Want to register Congress.sucks? How about Target.sucks? Or Amazon.sucks? Not so fast.
Senator Jay Rockefeller of West Virginia, who chairs the Senate’s Commerce Committee, wrote a letter to ICANN today arguing that the organization which controls all of the domain name registration on the Internet should not allow companies to start registering websites with the top level domain (gTLD) of .sucks. In bold language, Rockefeller described the possible ownership of .sucks as “little more than a predatory shakedown scheme.”
“I believe any potential this gTLD might have to increase choice or competition in the domain name space is overwhelmed by the ways it will be used to unfairly defame individuals, non-profit organizations, and businesses,” he wrote.
The creation of .sucks is a part of the rush on new top level domains following ICANN’s decision to expand them past country names and old standards like .com and .net. ICANN has approved a number of new generic top-level domains, including .luxury, .photography and .plumbing.
While the agency hasn’t decided whether .sucks will eventually be approved, three companies are vying to become the authorized to register .sucks domains: Bellevue-based Donuts, Mercer Island-based Top Level Spectrum and Vox Populi Registry, a subsidiary of Canadian registrar Momentous, Inc.
Each company gives the same basic pitch: .sucks domains offer a place for people to come together and talk critically about a subject, whether that’s winter, or, perhaps, Senator Rockefeller. On the other hand, Rockefeller argues that .sucks domains won’t add much, if any, value to the Internet, and will require companies and organizations to make “defensive” registrations: buying up domains just so that other people can’t have them.
It’s entirely possible that .sucks won’t get off the ground. ICANN’s Government Advisory Committee issued early warning notices for all three companies, saying that none of them have provided “sufficient mechanisms to address the potential for a high level of defensive registrations.”

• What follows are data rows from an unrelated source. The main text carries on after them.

//! Error handling for BWC
//!
//! The error system follows two rules:
//! 1. **Strongly-typed errors** ([`BwcError`]) so callers can branch on the failure
//! 2. **User-friendly messages** ([`ErrorContext`]) carrying a literal remediation
//!    command wherever one is known
//!
//! # Propagation policy
//!
//! - Prerequisite and configuration errors abort the current operation.
//! - Integration errors ([`BwcError::IntegrationCommandFailed`]) are recoverable:
//!   the reconciler degrades to printing manual configuration instead.
//! - Parse errors on authoritative state (`.mcp.json`, the BWC config) are fatal;
//!   catalog text is parsed best-effort and never produces an error.
//!
//! # Examples
//!
//! ```rust,no_run
//! use bwc_cli::core::{BwcError, user_friendly_error};
//!
//! let err = anyhow::Error::from(BwcError::ClaudeCliNotFound);
//! let ctx = user_friendly_error(err);
//! ctx.display(); // red error, yellow details, green suggestion
//! ```

use colored::Colorize;
use std::fmt;
use thiserror::Error;

/// The main error type for BWC operations.
#[derive(Error, Debug)]
pub enum BwcError {
    /// No config file exists at the resolved location.
    #[error("Configuration not found: {path}")]
    ConfigNotFound {
        /// Path that was expected to hold the config
        path: String,
    },

    /// `bwc init` was run without `--force` over an existing config.
    #[error("Configuration already exists at {path}")]
    ConfigAlreadyExists {
        /// Path of the existing config
        path: String,
    },

    /// The BWC config file is not valid JSON or has the wrong shape.
    #[error("Failed to parse configuration {file}: {reason}")]
    ConfigParseError {
        /// Config file path
        file: String,
        /// Parser message
        reason: String,
    },

    /// A required external tool (docker, npm, git, gh) is not available.
    #[error("Required tool '{tool}' is not installed or not responding")]
    PrerequisiteMissing {
        /// Tool name as invoked
        tool: String,
    },

    /// Every probe for the Claude CLI binary failed.
    #[error("Claude CLI not found")]
    ClaudeCliNotFound,

    /// `--scope` was not one of `local`, `user`, `project`.
    #[error("Invalid scope '{value}'. Must be one of: local, user, project")]
    InvalidScope {
        /// The rejected value
        value: String,
    },

    /// The server descriptor offers no installation method that can be used.
    #[error("No installation method available for MCP server '{server}'")]
    NoInstallMethodAvailable {
        /// Server name
        server: String,
    },

    /// A convenience integration command (usually `claude mcp add`) failed.
    #[error("Integration command failed: {command}: {reason}")]
    IntegrationCommandFailed {
        /// Command line that was attempted
        command: String,
        /// Failure reason
        reason: String,
    },

    /// A config entry names a provider BWC does not know how to verify.
    #[error("Unknown provider '{provider}'")]
    UnknownProvider {
        /// Provider string from the config entry
        provider: String,
    },

    /// A removal target was absent in an external store.
    ///
    /// Reported for information only; removal treats it as success.
    #[error("'{name}' was not found in {store}")]
    NotFoundRemotely {
        /// Server name
        name: String,
        /// Store that was consulted
        store: String,
    },

    /// Malformed JSON in an authoritative file.
    #[error("Failed to parse {source_name}: {reason}")]
    ParseError {
        /// What was being parsed (usually a path)
        source_name: String,
        /// Parser message
        reason: String,
    },

    /// MCP server name is not in the registry.
    #[error("MCP server '{name}' not found in registry")]
    ServerNotFound {
        /// Requested name
        name: String,
        /// Closest registry names
        suggestions: Vec<String>,
    },

    /// Subagent or command name is not in the registry.
    #[error("{resource_type} '{name}' not found in registry")]
    ResourceNotFound {
        /// `subagent` or `command`
        resource_type: String,
        /// Requested name
        name: String,
    },

    /// A required external command exited non-zero.
    #[error("Command failed: {command}")]
    ProcessFailed {
        /// Command line
        command: String,
        /// Captured stderr
        stderr: String,
    },

    /// Registry download failed.
    #[error("Network error during {operation}: {reason}")]
    NetworkError {
        /// What was being fetched
        operation: String,
        /// Underlying error text
        reason: String,
    },

    /// I/O error from the standard library.
    #[error("IO error: {0}")]
    IoError(#[from] std::io::Error),

    /// JSON (de)serialization error.
    #[error("JSON error: {0}")]
    JsonError(#[from] serde_json::Error),

    /// Anything else.
    #[error("{message}")]
    Other {
        /// Error message
        message: String,
    },
}

impl Clone for BwcError {
    fn clone(&self) -> Self {
        match self {
            Self::ConfigNotFound {
                path,
            } => Self::ConfigNotFound {
                path: path.clone(),
            },
            Self::ConfigAlreadyExists {
                path,
            } => Self::ConfigAlreadyExists {
                path: path.clone(),
            },
            Self::ConfigParseError {
                file,
                reason,
            } => Self::ConfigParseError {
                file: file.clone(),
                reason: reason.clone(),
            },
            Self::PrerequisiteMissing {
                tool,
            } => Self::PrerequisiteMissing {
                tool: tool.clone(),
            },
            Self::ClaudeCliNotFound => Self::ClaudeCliNotFound,
            Self::InvalidScope {
                value,
            } => Self::InvalidScope {
                value: value.clone(),
            },
            Self::NoInstallMethodAvailable {
                server,
            } => Self::NoInstallMethodAvailable {
                server: server.clone(),
            },
            Self::IntegrationCommandFailed {
                command,
                reason,
            } => Self::IntegrationCommandFailed {
                command: command.clone(),
                reason: reason.clone(),
            },
            Self::UnknownProvider {
                provider,
            } => Self::UnknownProvider {
                provider: provider.clone(),
            },
            Self::NotFoundRemotely {
                name,
                store,
            } => Self::NotFoundRemotely {
                name: name.clone(),
                store: store.clone(),
            },
            Self::ParseError {
                source_name,
                reason,
            } => Self::ParseError {
                source_name: source_name.clone(),
                reason: reason.clone(),
            },
            Self::ServerNotFound {
                name,
                suggestions,
            } => Self::ServerNotFound {
                name: name.clone(),
                suggestions: suggestions.clone(),
            },
            Self::ResourceNotFound {
                resource_type,
                name,
            } => Self::ResourceNotFound {
                resource_type: resource_type.clone(),
                name: name.clone(),
            },
            Self::ProcessFailed {
                command,
                stderr,
            } => Self::ProcessFailed {
                command: command.clone(),
                stderr: stderr.clone(),
            },
            Self::NetworkError {
                operation,
                reason,
            } => Self::NetworkError {
                operation: operation.clone(),
                reason: reason.clone(),
            },
            // io::Error and serde_json::Error are not Clone; keep the message.
            Self::IoError(e) => Self::Other {
                message: format!("IO error: {e}"),
            },
            Self::JsonError(e) => Self::Other {
                message: format!("JSON error: {e}"),
            },
            Self::Other {
                message,
            } => Self::Other {
                message: message.clone(),
            },
        }
    }
}

/// A [`BwcError`] plus optional details and a remediation suggestion.
#[derive(Debug)]
pub struct ErrorContext {
    /// The underlying error
    pub error: BwcError,
    /// Actionable remediation, ideally a literal command
    pub suggestion: Option<String>,
    /// Extra explanation
    pub details: Option<String>,
}

impl ErrorContext {
    /// Wraps an error with no suggestion or details.
    #[must_use]
    pub const fn new(error: BwcError) -> Self {
        Self {
            error,
            suggestion: None,
            details: None,
        }
    }

    /// Adds a suggestion, shown in green.
    pub fn with_suggestion(mut self, suggestion: impl Into<String>) -> Self {
        self.suggestion = Some(suggestion.into());
        self
    }

    /// Adds details, shown in yellow.
    pub fn with_details(mut self, details: impl Into<String>) -> Self {
        self.details = Some(details.into());
        self
    }

    /// Prints the error to stderr with terminal colors.
    pub fn display(&self) {
        eprintln!("{}: {}", "error".red().bold(), self.error);

        if let Some(details) = &self.details {
            eprintln!("{}: {}", "details".yellow(), details);
        }

        if let Some(suggestion) = &self.suggestion {
            eprintln!("{}: {}", "suggestion".green(), suggestion);
        }
    }
}

impl fmt::Display for ErrorContext {
    fn fmt(&self, f: &mut fmt::Formatter<'_>) -> fmt::Result {
        write!(f, "{}", self.error)?;

        if let Some(details) = &self.details {
            write!(f, "\nDetails: {details}")?;
        }

        if let Some(suggestion) = &self.suggestion {
            write!(f, "\nSuggestion: {suggestion}")?;
        }

        Ok(())
    }
}

impl std::error::Error for ErrorContext {}

/// Converts any error into an [`ErrorContext`] with remediation where known.
///
/// [`BwcError`]s anywhere in the chain get tailored suggestions. Other errors
/// are reported with their full cause chain.
#[must_use]
pub fn user_friendly_error(error: anyhow::Error) -> ErrorContext {
    for cause in error.chain() {
        if let Some(bwc_error) = cause.downcast_ref::<BwcError>() {
            return create_error_context(bwc_error.clone());
        }
    }

    if let Some(io_error) = error.downcast_ref::<std::io::Error>()
        && io_error.kind() == std::io::ErrorKind::PermissionDenied
    {
        return ErrorContext::new(BwcError::Other {
            message: error.to_string(),
        })
        .with_suggestion("Check file ownership and permissions of ~/.bwc and the project directory");
    }

    let mut message = error.to_string();
    let chain: Vec<String> =
        error.chain().skip(1).map(std::string::ToString::to_string).collect();

    if !chain.is_empty() {
        message.push_str("\n\nCaused by:");
        for (i, cause) in chain.iter().enumerate() {
            message.push_str(&format!("\n  {}: {}", i + 1, cause));
        }
    }

    ErrorContext::new(BwcError::Other {
        message,
    })
}

fn create_error_context(error: BwcError) -> ErrorContext {
    match &error {
        BwcError::ConfigNotFound { path } => {
            let details = format!("BWC looked for a project config (bwc.config.json or .bwc/config.json) in the current directory and its parents, then for the global config at {path}");
            ErrorContext::new(error)
                .with_suggestion("Run 'bwc init' to create a global config, or 'bwc init --project' for this project")
                .with_details(details)
        }

        BwcError::ConfigAlreadyExists { .. } => ErrorContext::new(error)
            .with_suggestion("Use 'bwc init --force' to overwrite the existing configuration"),

        BwcError::ConfigParseError { file, .. } => {
            let suggestion = format!("Fix the JSON syntax in {file}, or recreate it with 'bwc init --force'");
            ErrorContext::new(error).with_suggestion(suggestion)
        }

        BwcError::PrerequisiteMissing { tool } => {
            let suggestion = match tool.as_str() {
                "docker" | "docker.exe" => "Install Docker Desktop from https://www.docker.com/products/docker-desktop/ and make sure 'docker --version' works".to_string(),
                "npm" => "Install Node.js (which ships npm) from https://nodejs.org/ and make sure 'npm --version' works".to_string(),
                "git" => "Install git from https://git-scm.com/ or your package manager".to_string(),
                "gh" => "Install the GitHub CLI from https://cli.github.com/ and run 'gh auth login'".to_string(),
                other => format!("Install '{other}' and make sure it is on your PATH"),
            };
            ErrorContext::new(error).with_suggestion(suggestion)
        }

        BwcError::ClaudeCliNotFound => ErrorContext::new(error)
            .with_suggestion("npm install -g @anthropic-ai/claude-code")
            .with_details("BWC checked ~/.claude/local/claude, /usr/local/bin, /opt/homebrew/bin, /usr/bin and your PATH"),

        BwcError::InvalidScope { .. } => ErrorContext::new(error)
            .with_suggestion("Pass --scope local, --scope user or --scope project"),

        BwcError::NoInstallMethodAvailable { server } => {
            let suggestion = format!("Check the registry entry for '{server}' or install it manually with 'claude mcp add'");
            ErrorContext::new(error)
                .with_suggestion(suggestion)
                .with_details("The registry entry declares no docker, npm or manual installation method")
        }

        BwcError::IntegrationCommandFailed { command, .. } => {
            let suggestion = format!("Run the command manually: {command}");
            ErrorContext::new(error).with_suggestion(suggestion)
        }

        BwcError::UnknownProvider { .. } => ErrorContext::new(error)
            .with_suggestion("Edit the entry's provider to 'docker' or 'claude', or reinstall it with 'bwc add --mcp <name>'"),

        BwcError::ParseError { source_name, .. } => {
            let suggestion = format!("Fix the JSON syntax in {source_name}");
            ErrorContext::new(error).with_suggestion(suggestion)
        }

        BwcError::ServerNotFound { suggestions, .. } => {
            let ctx = ErrorContext::new(error.clone())
                .with_details("Run 'bwc list --mcps' to see installed servers");
            if suggestions.is_empty() {
                ctx
            } else {
                ctx.with_suggestion(format!("Did you mean: {}?", suggestions.join(", ")))
            }
        }

        BwcError::ProcessFailed { stderr, .. } if !stderr.trim().is_empty() => {
            let details = stderr.trim().to_string();
            ErrorContext::new(error).with_details(details)
        }

        BwcError::NetworkError { .. } => ErrorContext::new(error)
            .with_suggestion("Check your internet connection, or HTTPS_PROXY/NO_PROXY if you are behind a proxy"),

        _ => ErrorContext::new(error),
    }
}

A Donuts spokesperson told GeekWire in an email that the company is working to make it easy for companies to avoid paying too much for defensive registrations. In addition to trademark protections that ICANN provides with the new gTLD system, Donuts also offers trademark holders the ability to reserve certain key terms across all of the company’s gTLDs.
“Our Domains Protected Marks List allows registrants to block the registration of important terms at a small fraction of the cost of defensively registering them in hundreds of gTLDs under Donuts management. It will cost no more to block a term in .SUCKS than in any other of our gTLDs,” the spokesperson wrote.
Both Donuts and Top Level Spectrum have held off on offering reservations for .sucks, but Vox Populi has forged ahead, offering trademark owners the ability to reserve a trademark for $2,500, and citizens can reserve a domain name for $250.
If Vox Populi is given the right to start registering the domains, it will cost trademark-holders $25,000 a year to keep their mark reserved with the company, something that Rockefeller criticized in his letter. While that may seem like a hefty fee, Vox Populi Registry CEO John Berard said that he thinks it’s fair for the market to decide.
“It might be said that $25,000 is a lot for a domain name, but it is far less a percentage of the cost of a marketing campaign. The success of the registry will be told in whether it is viewed as one or the other,” he wrote in an email to GeekWire.
Berard declined to say how many domains have been reserved, if any.
Top Level Spectrum did not respond to a request for comment on this piece.